#### What to do:
When the string "scene" appears in a line of the records, show the whole line.

#### Material shown:
····················

//! Match state: players, whose turn it is, and when the table has settled.

use baize_engine::EngineContext;

use crate::balls::ColorSlot;
use crate::error::SnookerError;
use crate::rack::LayoutMode;
use crate::registry::BallRegistry;

/// Consecutive at-rest ticks needed before a turn is handed over.
pub const MIN_SETTLE_TICKS: u32 = 2;

#[derive(Debug, Clone, PartialEq, Eq)]
pub struct Players {
    names: [String; 2],
}

impl Players {
    /// Names are trimmed and must be non-empty and differ ignoring case.
    pub fn new(first: &str, second: &str) -> Result<Self, SnookerError> {
        let first = first.trim();
        let second = second.trim();
        if first.is_empty() {
            return Err(SnookerError::EmptyPlayerName { seat: 1 });
        }
        if second.is_empty() {
            return Err(SnookerError::EmptyPlayerName { seat: 2 });
        }
        if first.to_lowercase() == second.to_lowercase() {
            return Err(SnookerError::DuplicatePlayerNames {
                name: first.to_string(),
            });
        }
        Ok(Self {
            names: [first.to_string(), second.to_string()],
        })
    }

    pub fn name(&self, index: usize) -> &str {
        &self.names[index % 2]
    }
}

#[derive(Debug, Clone)]
pub struct MatchState {
    pub players: Option<Players>,
    /// 0 or 1.
    pub active: usize,
    /// Whether the cue ball may be picked up or struck.
    pub cue_in_play: bool,
    /// Most recent colored pot, for the consecutive-colour foul.
    pub last_colored: Option<ColorSlot>,
    pub mode: LayoutMode,
    pub level: u32,
}

impl Default for MatchState {
    fn default() -> Self {
        Self {
            players: None,
            active: 0,
            cue_in_play: true,
            last_colored: None,
            mode: LayoutMode::Triangle,
            level: 1,
        }
    }
}

impl MatchState {
    pub fn started(&self) -> bool {
        self.players.is_some()
    }

    pub fn active_name(&self) -> Option<&str> {
        self.players.as_ref().map(|p| p.name(self.active))
    }

    /// "<name>'s Turn", or an empty string before the match starts.
    pub fn turn_label(&self) -> String {
        self.active_name()
            .map(|name| format!("{}'s Turn", name))
            .unwrap_or_default()
    }

    /// Hand the table to the other player with the cue ball back in play.
    pub fn end_turn(&mut self) -> String {
        self.active = (self.active + 1) % 2;
        self.cue_in_play = true;
        let label = self.turn_label();
        log::info!("turn over, now {}", label);
        label
    }
}

/// Every ball on the table is below `eps` px/s. Balls in a pot animation
/// are not on the table and are skipped.
pub fn is_table_at_rest(ctx: &EngineContext, registry: &BallRegistry, eps: f32) -> bool {
    registry
        .snapshot(ctx)
        .iter()
        .filter(|b| !b.pocketed)
        .all(|b| b.vel.length() < eps)
}

/// Counts consecutive settled ticks so a single quiet frame right after a
/// collision does not end the turn.
#[derive(Debug, Default, Clone, Copy)]
pub struct RestDetector {
    settled_ticks: u32,
}

impl RestDetector {
    /// Feed one tick's observation. Returns `true` once the table has been
    /// quiet for [`MIN_SETTLE_TICKS`] ticks in a row.
    pub fn observe(&mut self, at_rest: bool) -> bool {
        if at_rest {
            self.settled_ticks += 1;
        } else {
            self.settled_ticks = 0;
        }
        self.settled_ticks >= MIN_SETTLE_TICKS
    }

    pub fn reset(&mut self) {
        self.settled_ticks = 0;
    }
}
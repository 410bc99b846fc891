//! Pointer-driven cue control: placing the cue ball by hand, aiming,
//! striking, and timing out a shot that never settles.

use glam::Vec2;

use baize_engine::{EngineContext, EntityId};

use crate::config::{PlacementRule, SnookerConfig};
use crate::table::TableLayout;

/// Fixed part of the drawn aim line, in pixels.
pub const AIM_LINE_LENGTH: f32 = 280.0;

#[derive(Debug, Clone, Copy, PartialEq)]
pub enum ShotState {
    Idle,
    DraggingCueBall,
    Aiming { drag_start: Vec2, pointer: Vec2 },
    /// Balls are moving after a strike.
    Resolving { elapsed: f32 },
}

/// What a pointer event did, for the caller to react to.
#[derive(Debug, Clone, Copy, PartialEq)]
pub enum ShotAction {
    Ignored,
    PickedUp,
    Moved(Vec2),
    /// The cue ball was put down by hand at this point.
    Placed(Vec2),
    /// A press away from the cue ball nudged it and started aiming.
    Nudged(Vec2),
    Aiming,
    Struck(Vec2),
    Cancelled,
}

/// Segments for the aim overlay, all in world coordinates.
#[derive(Debug, Clone, Copy, PartialEq)]
pub struct AimLine {
    pub cue: Vec2,
    /// Far end of the cue stick line, beyond the pointer.
    pub far: Vec2,
    pub pointer: Vec2,
    /// End of the guide drawn from the cue ball away from the pointer, the
    /// direction the ball will travel.
    pub guide_end: Vec2,
}

impl AimLine {
    pub fn to_floats(&self) -> [f32; 8] {
        [
            self.cue.x,
            self.cue.y,
            self.far.x,
            self.far.y,
            self.pointer.x,
            self.pointer.y,
            self.guide_end.x,
            self.guide_end.y,
        ]
    }
}

#[derive(Debug, Clone, Copy)]
struct ShotParams {
    ball_radius: f32,
    power_scale: f32,
    max_power: f32,
    min_shot_drag: f32,
    speed_per_power: f32,
    nudge_speed_per_px: f32,
    nudge_max_speed: f32,
    drag_margin: f32,
    placement: PlacementRule,
    max_shot_seconds: f32,
}

#[derive(Debug, Clone)]
pub struct ShotController {
    state: ShotState,
    power: f32,
    params: ShotParams,
}

impl ShotController {
    pub fn new(cfg: &SnookerConfig) -> Self {
        Self {
            state: ShotState::Idle,
            power: 0.0,
            params: ShotParams {
                ball_radius: cfg.ball_radius(),
                power_scale: cfg.power_scale,
                max_power: cfg.max_power,
                min_shot_drag: cfg.min_shot_drag,
                speed_per_power: cfg.shot_speed_per_power,
                nudge_speed_per_px: cfg.nudge_speed_per_px,
                nudge_max_speed: cfg.nudge_max_speed,
                drag_margin: cfg.drag_margin,
                placement: cfg.placement,
                max_shot_seconds: cfg.max_shot_seconds,
            },
        }
    }

    pub fn state(&self) -> ShotState {
        self.state
    }

    pub fn power(&self) -> f32 {
        self.power
    }

    pub fn max_power(&self) -> f32 {
        self.params.max_power
    }

    pub fn is_resolving(&self) -> bool {
        matches!(self.state, ShotState::Resolving { .. })
    }

    pub fn is_idle(&self) -> bool {
        self.state == ShotState::Idle
    }

    pub fn pointer_down(
        &mut self,
        ctx: &mut EngineContext,
        cue: EntityId,
        p: Vec2,
        cue_in_play: &mut bool,
    ) -> ShotAction {
        if self.is_resolving() || !*cue_in_play {
            return ShotAction::Ignored;
        }
        let Some(cue_pos) = ctx.scene.get(cue).map(|e| e.pos) else {
            log::warn!("pointer_down: cue ball {:?} not in scene", cue);
            return ShotAction::Ignored;
        };

        if cue_pos.distance(p) < self.params.ball_radius {
            self.state = ShotState::DraggingCueBall;
            return ShotAction::PickedUp;
        }

        // A light tap toward the cue ball's side away from the pointer.
        let offset = cue_pos - p;
        let speed = (offset.length() * self.params.nudge_speed_per_px).min(self.params.nudge_max_speed);
        let impulse = offset.normalize_or_zero() * speed * ctx.mass(cue);
        ctx.apply_impulse(cue, impulse);

        *cue_in_play = false;
        self.power = 0.0;
        self.state = ShotState::Aiming { drag_start: p, pointer: p };
        ShotAction::Nudged(impulse)
    }

    pub fn pointer_move(
        &mut self,
        ctx: &mut EngineContext,
        cue: EntityId,
        table: &TableLayout,
        p: Vec2,
        cue_in_play: bool,
    ) -> ShotAction {
        match self.state {
            ShotState::DraggingCueBall if cue_in_play => {
                let pos = self.placement_for(table, p);
                place(ctx, cue, pos);
                ShotAction::Moved(pos)
            }
            ShotState::Aiming { drag_start, .. } => {
                self.state = ShotState::Aiming { drag_start, pointer: p };
                self.power = self.power_for(drag_start - p);
                ShotAction::Aiming
            }
            _ => ShotAction::Ignored,
        }
    }

    pub fn pointer_up(
        &mut self,
        ctx: &mut EngineContext,
        cue: EntityId,
        table: &TableLayout,
        p: Vec2,
        cue_in_play: &mut bool,
    ) -> ShotAction {
        match self.state {
            ShotState::DraggingCueBall => {
                self.state = ShotState::Idle;
                if !*cue_in_play {
                    return ShotAction::Ignored;
                }
                let pos = self.placement_for(table, p);
                place(ctx, cue, pos);
                ShotAction::Placed(pos)
            }
            ShotState::Aiming { drag_start, .. } => {
                let drag = drag_start - p;
                if drag.length() < self.params.min_shot_drag {
                    self.state = ShotState::Idle;
                    self.power = 0.0;
                    *cue_in_play = true;
                    return ShotAction::Cancelled;
                }
                self.power = self.power_for(drag);
                let speed = self.power * self.params.speed_per_power;
                let impulse = drag.normalize_or_zero() * speed * ctx.mass(cue);
                ctx.apply_impulse(cue, impulse);
                self.state = ShotState::Resolving { elapsed: 0.0 };
                log::info!("shot: power {:.2}, impulse {:?}", self.power, impulse);
                ShotAction::Struck(impulse)
            }
            ShotState::Idle | ShotState::Resolving { .. } => ShotAction::Ignored,
        }
    }

    /// Advance the settle timeout. Returns `true` once a resolving shot has
    /// run past the limit.
    pub fn tick(&mut self, dt: f32) -> bool {
        if let ShotState::Resolving { elapsed } = &mut self.state {
            *elapsed += dt;
            return *elapsed >= self.params.max_shot_seconds;
        }
        false
    }

    /// The shot is over: back to idle with the meter emptied.
    pub fn finish(&mut self) {
        self.state = ShotState::Idle;
        self.power = 0.0;
    }

    pub fn reset(&mut self) {
        self.finish();
    }

    /// Aim overlay while aiming, from the cue ball's current position.
    pub fn aim_line(&self, cue_pos: Vec2) -> Option<AimLine> {
        let ShotState::Aiming { pointer, .. } = self.state else {
            return None;
        };
        let to_pointer = pointer - cue_pos;
        let dir = to_pointer.normalize_or_zero();
        Some(AimLine {
            cue: cue_pos,
            far: cue_pos + dir * (AIM_LINE_LENGTH + to_pointer.length()),
            pointer,
            guide_end: cue_pos - to_pointer,
        })
    }

    fn power_for(&self, drag: Vec2) -> f32 {
        (drag.length() * self.params.power_scale).clamp(0.0, self.params.max_power)
    }

    fn placement_for(&self, table: &TableLayout, p: Vec2) -> Vec2 {
        let margin = self.params.ball_radius + self.params.drag_margin;
        let pos = table.clamp_to_playable(p, margin);
        let pos = match self.params.placement {
            PlacementRule::Table => pos,
            PlacementRule::D => table.clamp_to_d(pos, 0.0),
        };
        table.clear_of_pockets(pos, self.params.ball_radius)
    }
}

fn place(ctx: &mut EngineContext, cue: EntityId, pos: Vec2) {
    ctx.set_position(cue, pos);
    ctx.set_velocity(cue, Vec2::ZERO);
    ctx.set_angular_velocity(cue, 0.0);
}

····················

#### Your solution:
        let Some(cue_pos) = ctx.scene.get(cue).map(|e| e.pos) else {
            log::warn!("pointer_down: cue ball {:?} not in scene", cue);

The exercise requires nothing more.